Los 6 ARQUETIPOS de personajes que hay en Watchmen
El legado de Watchmen y las diversas interpretaciones del concepto de Vigilante han dejado una marca indeleble en la historia del cómic. Estas obras no solo exploraron la naturaleza del heroísmo y la moralidad, sino que también reflejaron las ansiedades y los miedos de sus respectivas épocas. La complejidad de sus personajes, la profundidad de sus temas y la audacia de sus narrativas continúan resonando en los lectores, demostrando que el cómic puede ser un medio para explorar las cuestiones más profundas de la condición humana.
En España, la serie de Vigilante de Adrian Chase fue publicada por Zinco y, más recientemente, recuperada en coleccionables como "DC Héroes y Villanos". La edición de Watchmen también ha sido ampliamente difundida, permitiendo que nuevas generaciones de lectores descubran esta obra seminal. La influencia de Watchmen es innegable, sentando cátedra para la creación de personajes más realistas y moralmente complejos, y demostrando que el género de superhéroes puede ser un vehículo para la crítica social y la exploración filosófica.
La madurez del cómic de superhéroes estadounidense, alcanzada en 1986 con obras como "Batman: El Regreso del Caballero Oscuro" y "Watchmen", introdujo el concepto de antihéroe con falencias y moralidad dudosa. Antes de esta época, los cómics mainstream, especialmente de DC, tendían a una mayor inocencia, con héroes de moralidad incuestionable. Marvel presentaba algunas excepciones, como Lobezno o El Castigador, quien evolucionó de un simple justiciero a un personaje más complejo.
El personaje de "Vigilante" puede ser visto como un análogo del Castigador dentro de DC Comics. Su primera aparición fue en "The New Teen Titans Annual #2" en 1983. Adrian Chase, un fiscal de distrito, comenzó a combatir el crimen de forma activa, interactuando con Robin y buscando venganza. Esta dualidad entre su rol legal y su accionar en las calles lo diferenció de otros personajes, planteando dilemas morales que eran una "rara avis" en la DC de la época. La serie exploró las tensiones entre la ley y la justicia, y la duda inherente a la toma de decisiones en situaciones extremas.
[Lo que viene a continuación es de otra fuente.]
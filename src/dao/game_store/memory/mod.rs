//! In-process store: a per-game `tokio` mutex is the serialisation point, so every
//! transaction on one game runs strictly after the previous one committed or rolled back.

mod record;
/// [`GameStore`](crate::dao::game_store::GameStore) implementation.
pub mod store;

pub use store::MemoryGameStore;
use std::time::Duration;

use axum::extract::ws::{Message, WebSocket};
use futures::{SinkExt, StreamExt};
use thiserror::Error;
use tokio::{sync::mpsc, task::JoinHandle};
use tracing::{info, warn};
use uuid::Uuid;

use crate::{
    auth::Identity,
    dto::{events::ServerEvent, ws::ClientMessage},
    error::ServiceError,
    services::events,
    state::{Room, SharedState, rooms::ConnectionId},
};

const IDENT_TIMEOUT: Duration = Duration::from_secs(10);

/// Errors raised while handling frames of an identified connection.
#[derive(Debug, Error)]
enum SocketError {
    /// Poke target is not a player of the sender's game.
    #[error("poke ignored: `{0}` is not a player of this game")]
    UnknownTarget(Uuid),
    /// Error from persistence or state management operations.
    #[error("service error: {0}")]
    Service(#[from] ServiceError),
}

/// Handle the full lifecycle of one client WebSocket connection.
pub async fn handle_socket(state: SharedState, socket: WebSocket) {
    let (mut sender, mut receiver) = socket.split();
    let (outbound_tx, mut outbound_rx) = mpsc::unbounded_channel::<Message>();

    // Dedicated writer task keeps outbound messages flowing even while we await inbound frames.
    let writer_task = tokio::spawn(async move {
        while let Some(message) = outbound_rx.recv().await {
            if sender.send(message).await.is_err() {
                break;
            }
        }
    });

    let initial_message = match tokio::time::timeout(IDENT_TIMEOUT, receiver.next()).await {
        Ok(Some(Ok(Message::Text(text)))) => text,
        Ok(Some(Ok(Message::Close(_)))) => {
            finalize(writer_task, outbound_tx).await;
            return;
        }
        Ok(Some(Ok(_))) => {
            let _ = outbound_tx.send(Message::Close(None));
            finalize(writer_task, outbound_tx).await;
            return;
        }
        Ok(Some(Err(err))) => {
            warn!(error = %err, "websocket receive error");
            finalize(writer_task, outbound_tx).await;
            return;
        }
        Ok(None) | Err(_) => {
            warn!("websocket identification timed out");
            finalize(writer_task, outbound_tx).await;
            return;
        }
    };

    let (identity, player_id) = match identify(&state, &initial_message) {
        Ok(identified) => identified,
        Err(reason) => {
            warn!(%reason, "rejecting websocket client");
            let _ = outbound_tx.send(Message::Close(None));
            finalize(writer_task, outbound_tx).await;
            return;
        }
    };

    // Room events are serialised here so the registry never touches socket types.
    let (events_tx, mut events_rx) = mpsc::unbounded_channel::<ServerEvent>();
    let forward_tx = outbound_tx.clone();
    let forward_task = tokio::spawn(async move {
        while let Some(event) = events_rx.recv().await {
            let payload = match serde_json::to_string(&event) {
                Ok(payload) => payload,
                Err(err) => {
                    warn!(event = %event.event, error = %err, "failed to serialize event");
                    continue;
                }
            };
            if forward_tx.send(Message::Text(payload.into())).is_err() {
                break;
            }
        }
    });

    let connection_id = Uuid::new_v4();
    let rooms = join_connection(&state, connection_id, &identity, player_id, events_tx);
    info!(
        game_id = %identity.game_id,
        player_id = %player_id,
        connection_id = %connection_id,
        "client connected"
    );

    while let Some(message) = receiver.next().await {
        match message {
            Ok(Message::Text(text)) => match ClientMessage::from_json_str(&text) {
                Ok(ClientMessage::Poke { to }) => {
                    if let Err(err) = handle_poke(&state, &identity, player_id, to).await {
                        warn!(player_id = %player_id, error = %err, "poke not delivered");
                    }
                }
                Ok(ClientMessage::Identification { .. }) => {
                    warn!(player_id = %player_id, "ignoring duplicate identification message");
                }
                Ok(ClientMessage::Unknown) => {
                    warn!(player_id = %player_id, "ignoring unknown message type");
                }
                Err(err) => {
                    warn!(player_id = %player_id, error = %err, "failed to parse client message");
                }
            },
            Ok(Message::Ping(payload)) => {
                let _ = outbound_tx.send(Message::Pong(payload));
            }
            Ok(Message::Close(frame)) => {
                info!(player_id = %player_id, "client closed");
                let _ = outbound_tx.send(Message::Close(frame));
                break;
            }
            Ok(Message::Binary(_)) => {}
            Ok(Message::Pong(_)) => {}
            Err(err) => {
                warn!(player_id = %player_id, error = %err, "websocket error");
                break;
            }
        }
    }

    state.rooms().leave(connection_id, &rooms);
    info!(player_id = %player_id, connection_id = %connection_id, "client disconnected");

    // Leaving the rooms dropped the last event sender, so the forwarder winds down.
    let _ = forward_task.await;
    finalize(writer_task, outbound_tx).await;
}

/// Parse the first frame and verify it carries a player credential.
fn identify(state: &SharedState, text: &str) -> Result<(Identity, Uuid), String> {
    let identity = match ClientMessage::from_json_str(text) {
        Ok(ClientMessage::Identification { token }) => state
            .identity()
            .authenticate(&token)
            .map_err(|err| err.to_string())?,
        Ok(_) => return Err("first message was not identification".into()),
        Err(err) => return Err(format!("failed to parse identification: {err}")),
    };
    let player_id = identity.player_id().map_err(|err| err.to_string())?;
    Ok((identity, player_id))
}

/// Subscribe an identified connection to its game room and its own player room.
fn join_connection(
    state: &SharedState,
    connection_id: ConnectionId,
    identity: &Identity,
    player_id: Uuid,
    events_tx: mpsc::UnboundedSender<ServerEvent>,
) -> [Room; 2] {
    let rooms = [Room::Game(identity.game_id), Room::Player(player_id)];
    state.rooms().join(connection_id, &rooms, events_tx);
    rooms
}

/// Forward a poke to `to`, provided they play in the sender's game.
async fn handle_poke(
    state: &SharedState,
    identity: &Identity,
    from: Uuid,
    to: Uuid,
) -> Result<(), SocketError> {
    let store = state.require_game_store().await?;
    let (sender, target) = state
        .with_store_timeout(async {
            let sender = store.find_player(from).await?;
            let target = store.find_player(to).await?;
            Ok::<_, ServiceError>((sender, target))
        })
        .await?;

    let Some(target) = target.filter(|player| player.game_id == identity.game_id) else {
        return Err(SocketError::UnknownTarget(to));
    };
    let nickname = sender.map(|player| player.nickname).unwrap_or_default();
    let delivered = events::send_poke(state, from, target.id, &nickname);
    info!(from = %from, to = %to, delivered, "poke");
    Ok(())
}

/// Ensure the writer task winds down before we return from the socket handler.
async fn finalize(writer_task: JoinHandle<()>, outbound_tx: mpsc::UnboundedSender<Message>) {
    drop(outbound_tx);
    let _ = writer_task.await;
}

#[cfg(test)]
mod tests {
    use serde_json::json;

    use super::*;
    use crate::{
        services::test_support::{TestGame, join_as, join_host, test_state, token_for},
        state::game::GameType,
    };

    fn identification(token: &str) -> String {
        json!({"type": "identification", "token": token}).to_string()
    }

    #[tokio::test]
    async fn identification_requires_a_player_credential() {
        let state = test_state().await;
        let game = TestGame::create(&state, GameType::Name).await;
        let host = join_host(&state, &game, "ada").await;

        let (identity, player_id) =
            identify(&state, &identification(&token_for(&state, &host))).unwrap();
        assert_eq!(identity.game_id, game.id);
        assert_eq!(player_id, host.player_id().unwrap());

        let creator_token = state
            .identity()
            .issue_game_token(game.id, std::time::SystemTime::now())
            .unwrap();
        assert!(identify(&state, &identification(&creator_token)).is_err());
        assert!(identify(&state, &identification("not-a-token")).is_err());
        let poke = json!({"type": "poke", "to": Uuid::nil()}).to_string();
        assert!(identify(&state, &poke).is_err());
        assert!(identify(&state, "garbage").is_err());
    }

    #[tokio::test]
    async fn identified_connection_joins_game_and_player_rooms() {
        let state = test_state().await;
        let game = TestGame::create(&state, GameType::Name).await;
        let host = join_host(&state, &game, "ada").await;
        let (identity, player_id) =
            identify(&state, &identification(&token_for(&state, &host))).unwrap();

        let (tx, mut rx) = mpsc::unbounded_channel();
        let connection_id = Uuid::new_v4();
        let rooms = join_connection(&state, connection_id, &identity, player_id, tx);
        assert_eq!(rooms, [Room::Game(game.id), Room::Player(player_id)]);

        let event = ServerEvent::json("test.game", &json!({})).unwrap();
        assert_eq!(state.rooms().broadcast(Room::Game(game.id), &event), 1);
        let event = ServerEvent::json("test.player", &json!({})).unwrap();
        assert_eq!(state.rooms().broadcast(Room::Player(player_id), &event), 1);
        assert_eq!(rx.try_recv().unwrap().event, "test.game");
        assert_eq!(rx.try_recv().unwrap().event, "test.player");

        state.rooms().leave(connection_id, &rooms);
        assert_eq!(state.rooms().broadcast(Room::Game(game.id), &event), 0);
    }

    #[tokio::test]
    async fn poke_across_games_is_dropped() {
        let state = test_state().await;
        let game = TestGame::create(&state, GameType::Name).await;
        let ada = join_host(&state, &game, "ada").await;
        let bob = join_as(&state, &game, "bob").await;
        let other = TestGame::create(&state, GameType::Name).await;
        let stranger = join_host(&state, &other, "eve").await;
        let stranger_id = stranger.player_id().unwrap();

        let (tx, mut rx) = mpsc::unbounded_channel();
        join_connection(&state, Uuid::new_v4(), &stranger, stranger_id, tx);

        let ada_id = ada.player_id().unwrap();
        let err = handle_poke(&state, &ada, ada_id, stranger_id)
            .await
            .unwrap_err();
        assert!(matches!(err, SocketError::UnknownTarget(id) if id == stranger_id));
        assert!(rx.try_recv().is_err());

        let bob_id = bob.player_id().unwrap();
        let (tx, mut rx) = mpsc::unbounded_channel();
        join_connection(&state, Uuid::new_v4(), &bob, bob_id, tx);
        handle_poke(&state, &ada, ada_id, bob_id).await.unwrap();
        assert_eq!(rx.try_recv().unwrap().event, crate::services::events::EVENT_POKE);
    }
}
La serie de Vigilante, con guiones de Marv Wolfman y Paul Kupperberg, y arte de diversos talentos como Don Newton, Alan Moore, Jim Baikie y Tatjana Wood, se convirtió en un clásico de culto. La exploración de la psique de Adrian Chase, sus luchas internas y las consecuencias de sus acciones lo convirtieron en un personaje tridimensional y dramático. La serie finalizó en 1988, pero su legado perdura, con reediciones que permiten a nuevos lectores descubrir la complejidad de este personaje y su impacto en el cómic.

La influencia de estos cómics se extiende más allá de sus páginas. La exploración de la moralidad ambigua y la crítica al concepto tradicional de superhéroe sentaron un precedente para futuras obras. La capacidad de Moore y Gibbons para entrelazar tramas complejas, desarrollar personajes profundos y abordar temas sociales y políticos de manera adulta demostró el potencial del cómic como medio artístico y narrativo. La pérdida de la inocencia en el género de superhéroes, impulsada por obras como Watchmen, obligó a la industria a evolucionar, dando lugar a historias más sórdidas, perturbadoras y deprimentes, pero también más ricas y significativas.